Леша очень хорошо целовался. Еще в прошлом году Марина перецеловалась на днях рождения и школьных дискотеках со всеми влюбленными в нее мальчиками: с Вольфсоном, Абрамовым, перешедшим в другую школу Кудряшовым и Лешей, который тогда ей совсем не нравился. Честно говоря, с восьмого класса она смотрела на Глеба Аникеева — он был не очень красивый, зато романтично-задумчивый. К сожалению, он не обращал на нее внимания: похоже, втюрился в Оксану. Впрочем, Марина легко его забыла, когда осенью выяснилось, что она, неожиданно для всех, стала первой красавицей в десятом классе. Чак и Вольфсон подрались из-за нее у гаражей, как раз там, где она сегодня курила; Абрамов каждый день провожал до дома. На вечеринках она по-прежнему целовалась то с одним, то с другим, не без удовольствия слушая, как на кухне возбужденно болтают те, кому на сей раз не повезло. Она не чувствовала себя счастливой — хотелось настоящей любви, а не обжиманцев в полутемной комнате под Boney M и КСП из соседней комнаты.
Перед поездкой в Питер Вольфсон признался ей в любви. Она сказала, что должна подумать, и в самом деле думала: может, да, именно Вольфсон, самый умный в классе, начитанный и серьезный. Впрочем, Леша нашел способ вернее: подошел к ней в поезде и спросил, с кем она живет в номере. Наверное, с Иркой, сказала она, и тогда он не терпящим возражений тоном потребовал:
— Ушли ее куда-нибудь, я к тебе вечером приду.
И не дожидаясь ответа, зашагал по проходу в свое купе.
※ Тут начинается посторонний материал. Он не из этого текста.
//! Sessions: the cached proof of a completed sign-in.
//!
//! A session is saved under an opaque token handed to the client as an
//! HTTP-only cookie (or sent back as a bearer token). Loading it skips
//! re-authentication; signing out clears it.

pub mod extract;
pub mod memory;
pub mod redis_store;

use async_trait::async_trait;
use axum_extra::extract::cookie::{Cookie, SameSite};
use chrono::{DateTime, Utc};
use serde::{Deserialize, Serialize};
use uuid::Uuid;

use crate::errors::AppError;
use crate::identity::Identity;

pub use extract::{AdminSession, CurrentSession, OptionalSession, StudentSession};
pub use memory::InMemorySessionStore;
pub use redis_store::RedisSessionStore;

pub const SESSION_COOKIE: &str = "collector_session";

#[derive(Debug, Clone, Copy, PartialEq, Eq, Serialize, Deserialize)]
#[serde(rename_all = "snake_case")]
pub enum Role {
    Student,
    Admin,
}

#[derive(Debug, Clone, PartialEq, Serialize, Deserialize)]
pub struct Session {
    pub identity: Identity,
    pub role: Role,
    /// Whether a record for this identity was seen at the last lookup.
    /// Decides if a résumé file is mandatory on submit.
    pub has_record: bool,
    pub signed_in_at: DateTime<Utc>,
}

impl Session {
    pub fn new(identity: Identity, role: Role) -> Self {
        Self {
            identity,
            role,
            has_record: false,
            signed_in_at: Utc::now(),
        }
    }
}

#[async_trait]
pub trait SessionStore: Send + Sync {
    async fn save(&self, token: &str, session: &Session) -> Result<(), AppError>;

    async fn load(&self, token: &str) -> Result<Option<Session>, AppError>;

    async fn clear(&self, token: &str) -> Result<(), AppError>;
}

pub fn new_token() -> String {
    Uuid::new_v4().simple().to_string()
}

pub fn session_cookie(token: &str) -> Cookie<'static> {
    Cookie::build((SESSION_COOKIE, token.to_string()))
        .path("/")
        .http_only(true)
        .same_site(SameSite::Lax)
        .build()
}

pub fn expired_session_cookie() -> Cookie<'static> {
    Cookie::build((SESSION_COOKIE, "")).path("/").build()
}

#[cfg(test)]
mod tests {
    use super::*;

    #[test]
    fn test_tokens_are_unique() {
        assert_ne!(new_token(), new_token());
        assert_eq!(new_token().len(), 32);
    }

    #[test]
    fn test_session_cookie_is_http_only() {
        let cookie = session_cookie("abc");
        assert_eq!(cookie.name(), SESSION_COOKIE);
        assert_eq!(cookie.value(), "abc");
        assert_eq!(cookie.http_only(), Some(true));
        assert_eq!(cookie.path(), Some("/"));
    }

    #[test]
    fn test_session_json_shape() {
        let session = Session::new(
            Identity {
                uid: "u1".into(),
                email: "asha@college.edu".into(),
            },
            Role::Student,
        );
        let json = serde_json::to_value(&session).unwrap();
        assert_eq!(json["role"], "student");
        assert_eq!(json["identity"]["uid"], "u1");
        assert_eq!(json["has_record"], false);
    }
}
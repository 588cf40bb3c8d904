//! Static Site Content
//!
//! All copy, collections, and category lists, defined once and immutable
//! for the lifetime of the page.

pub mod blog;
pub mod brochure;
pub mod portfolio;
pub mod site;

#[cfg(test)]
mod tests {
    use super::*;
    use crate::filter::ALL_CATEGORIES;

    #[test]
    fn blog_post_ids_and_slugs_are_unique() {
        let posts = blog::posts();
        for post in &posts {
            assert_eq!(posts.iter().filter(|p| p.id == post.id).count(), 1);
            assert_eq!(posts.iter().filter(|p| p.slug == post.slug).count(), 1);
        }
    }

    #[test]
    fn every_blog_post_category_is_listed() {
        let ids: Vec<String> = blog::categories().into_iter().map(|c| c.id).collect();
        for post in blog::posts() {
            assert!(ids.contains(&post.category), "unlisted category {}", post.category);
        }
    }

    #[test]
    fn every_project_category_is_listed() {
        let ids: Vec<String> = portfolio::categories().into_iter().map(|c| c.id).collect();
        for project in portfolio::projects() {
            assert!(ids.contains(&project.category), "unlisted category {}", project.category);
        }
    }

    #[test]
    fn category_lists_lead_with_the_all_sentinel() {
        assert_eq!(blog::categories()[0].id, ALL_CATEGORIES);
        assert_eq!(portfolio::categories()[0].id, ALL_CATEGORIES);
    }

    #[test]
    fn featured_subsections_are_populated() {
        assert!(blog::posts().iter().any(|p| p.featured));
        assert!(portfolio::projects().iter().any(|p| p.featured));
    }

    #[test]
    fn brochure_slugs_are_unique_and_resolvable() {
        let pages = brochure::pages();
        for page in &pages {
            assert_eq!(pages.iter().filter(|p| p.slug == page.slug).count(), 1);
            assert!(brochure::find(&page.slug).is_some());
        }
        assert!(brochure::find("kitchens/unknown").is_none());
    }

    #[test]
    fn brochure_pages_carry_a_complete_template() {
        for page in brochure::pages() {
            assert!(!page.title.is_empty(), "{} has no title", page.slug);
            assert!(!page.intro.is_empty(), "{} has no intro", page.slug);
            assert!(!page.features.is_empty(), "{} has no features", page.slug);
            assert!(!page.cta.button_href.is_empty(), "{} has no CTA target", page.slug);
        }
    }
}
fn cta(heading: &str, text: &str, button_label: &str, button_href: &str) -> Cta {
    Cta {
        heading: heading.to_string(),
        text: text.to_string(),
        button_label: button_label.to_string(),
        button_href: button_href.to_string(),
    }
}

fn kitchens_cta() -> Cta {
    cta(
        "Ready to Transform Your Kitchen?",
        "Book a free design consultation and we'll visit your home, measure up, and talk \
         through ideas with no obligation.",
        "Book a Consultation",
        "/contact",
    )
}

/// Look up a brochure page by its route slug
pub fn find(slug: &str) -> Option<BrochurePage> {
    pages().into_iter().find(|p| p.slug == slug)
}
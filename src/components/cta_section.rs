//! Call-To-Action Banner

use leptos::prelude::*;

use crate::models::Cta;

#[component]
pub fn CtaSection(cta: Cta) -> impl IntoView {
    view! {
        <section class="cta-section">
            <h2>{cta.heading}</h2>
            <p>{cta.text}</p>
            <a class="btn-primary" href=cta.button_href>{cta.button_label}</a>
        </section>
    }
}
//! Filter Bar
//!
//! Category button group plus free-text search input, both writing into a
//! shared `FilterState` signal. The owning view derives its visible
//! records from that signal on every change; the bar itself never touches
//! the record collection.

use leptos::prelude::*;

use crate::filter::FilterState;
use crate::models::Category;

#[component]
pub fn FilterBar(
    categories: Vec<Category>,
    filter: RwSignal<FilterState>,
    #[prop(into)] search_placeholder: String,
) -> impl IntoView {
    let (search_focused, set_search_focused) = signal(false);

    view! {
        <section class="filter-bar">
            <div class="category-buttons">
                {categories.into_iter().map(|category| {
                    let id = category.id.clone();
                    let id_for_click = category.id.clone();
                    view! {
                        <button
                            class=move || {
                                if filter.get().selected_category == id {
                                    "category-btn active"
                                } else {
                                    "category-btn"
                                }
                            }
                            on:click=move |_| {
                                filter.update(|f| f.selected_category = id_for_click.clone())
                            }
                        >
                            {category.name}
                        </button>
                    }
                }).collect_view()}
            </div>

            <div class=move || {
                if search_focused.get() { "search-box focused" } else { "search-box" }
            }>
                <input
                    type="text"
                    placeholder=search_placeholder
                    prop:value=move || filter.get().search_term
                    on:input=move |ev| filter.update(|f| f.search_term = event_target_value(&ev))
                    on:focus=move |_| set_search_focused.set(true)
                    on:blur=move |_| set_search_focused.set(false)
                />
                // Clears the term only; the category keeps its selection
                <Show when=move || !filter.get().search_term.is_empty()>
                    <button
                        class="search-clear"
                        on:click=move |_| filter.update(|f| f.search_term.clear())
                    >
                        "✕"
                    </button>
                </Show>
            </div>
        </section>
    }
}
//! Site Application Shell
//!
//! Root component: seeds the content store, provides the chrome context,
//! and mounts the router with the shared header and footer.

use leptos::prelude::*;
use leptos_meta::provide_meta_context;
use leptos_router::components::{Route, Router, Routes};
use leptos_router::path;
use reactive_stores::Store;

use crate::components::{Footer, Header};
use crate::context::SiteContext;
use crate::pages::{
    AboutPage, AdminPage, BlogPage, BrochureView, ContactPage, HomePage, NotFound,
    PortfolioPage,
};
use crate::store::SiteState;

#[component]
pub fn App() -> impl IntoView {
    provide_meta_context();

    // Chrome state
    let (menu_open, set_menu_open) = signal(false);
    provide_context(SiteContext::new((menu_open, set_menu_open)));

    // Content collections, seeded once and immutable from here on
    let state = SiteState::new();
    web_sys::console::log_1(
        &format!(
            "[APP] content loaded: {} posts, {} projects",
            state.posts.len(),
            state.projects.len()
        )
        .into(),
    );
    provide_context(Store::new(state));

    view! {
        <Router>
            <Header/>
            <main>
                <Routes fallback=|| view! { <NotFound/> }>
                    <Route path=path!("/") view=HomePage/>
                    <Route path=path!("/about") view=AboutPage/>
                    <Route path=path!("/blog") view=BlogPage/>
                    <Route path=path!("/portfolio") view=PortfolioPage/>
                    <Route path=path!("/contact") view=ContactPage/>
                    <Route path=path!("/admin") view=AdminPage/>
                    // Every service route renders through the one template
                    <Route path=path!("/:section/:page") view=BrochureView/>
                </Routes>
            </main>
            <Footer/>
        </Router>
    }
}
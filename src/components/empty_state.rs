//! Empty Filter Result
//!
//! Shown when no record passes both filters. Not an error: it offers the
//! compound "Clear filters" reset, which restores both fields together.

use leptos::prelude::*;

#[component]
pub fn EmptyState(
    #[prop(into)] heading: String,
    #[prop(into)] on_clear: Callback<()>,
) -> impl IntoView {
    view! {
        <div class="empty-state">
            <h3>{heading}</h3>
            <p>"Try adjusting your search or filter to find what you're looking for."</p>
            <button class="btn-primary" on:click=move |_| on_clear.run(())>
                "Clear filters"
            </button>
        </div>
    }
}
Теперь Марина считала, что Леша понимает ее лучше других, чуть ли не волшебным образом проникая в ее мысли. Еще он был очень красив: ей нравилась его кожа, его запах. Она не сразу это поняла, потребовалось время, чтобы рассмотреть и привыкнуть. Поначалу Марину пугал его член; он казался большим, и непонятно было, как его совать внутрь. Но потом она привыкла, и теперь даже легонько гладила его перед началом и называла 'моей эбонитовой палочкой'. Это они придумали вместе, потому что было неясно, как его называть: все слова казались слишком грубыми. Подвернулся анекдот про эбонитовую палочку ('Профессор, а она не ээээбонет?' — 'Не э… должна'), и выражение 'нефритовый жезл', вычитанное в Камасутре. Отксерокопированные листки машинописи принес Леша, но ей так и не удалось добраться до конца: бесконечные описания объятий и ударов утомили, и, кроме того, понятно, что надо лет десять заниматься спортивной гимнастикой, чтобы такое выделывать. Впрочем, какие-то позы они попробовали: Марина и сверху, и на боку, и даже со спины. Честно говоря, Марина гордилась, что ей попался такой опытный и готовый к экспериментам любовник. Интересно, думала она, то недолгое время, пока мама еще жила с папой, они занимались этим в каких-то особых позах — или только женщина снизу, мужчина сверху?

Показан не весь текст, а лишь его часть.